▶ _GIVEN INFORMATION_
________
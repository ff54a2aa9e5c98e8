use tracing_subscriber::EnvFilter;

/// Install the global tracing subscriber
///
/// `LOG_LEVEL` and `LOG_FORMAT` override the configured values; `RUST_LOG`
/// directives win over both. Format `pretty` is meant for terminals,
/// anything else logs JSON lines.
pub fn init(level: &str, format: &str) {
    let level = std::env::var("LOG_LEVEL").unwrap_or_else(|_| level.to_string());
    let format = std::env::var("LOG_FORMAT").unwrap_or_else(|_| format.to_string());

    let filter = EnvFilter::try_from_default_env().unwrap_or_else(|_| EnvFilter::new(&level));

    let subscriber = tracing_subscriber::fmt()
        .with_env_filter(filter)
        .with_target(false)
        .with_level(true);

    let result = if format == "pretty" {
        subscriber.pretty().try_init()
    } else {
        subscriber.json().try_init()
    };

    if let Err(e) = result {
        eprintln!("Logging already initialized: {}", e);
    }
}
________
▶ _EXERCISE DESCRIPTION_
The answer must be every line from the records above that contains the word "EnvFilter", copied in full.

▶ _SOLUTION TO THIS TASK_
use tracing_subscriber::EnvFilter;
    let filter = EnvFilter::try_from_default_env().unwrap_or_else(|_| EnvFilter::new(&level));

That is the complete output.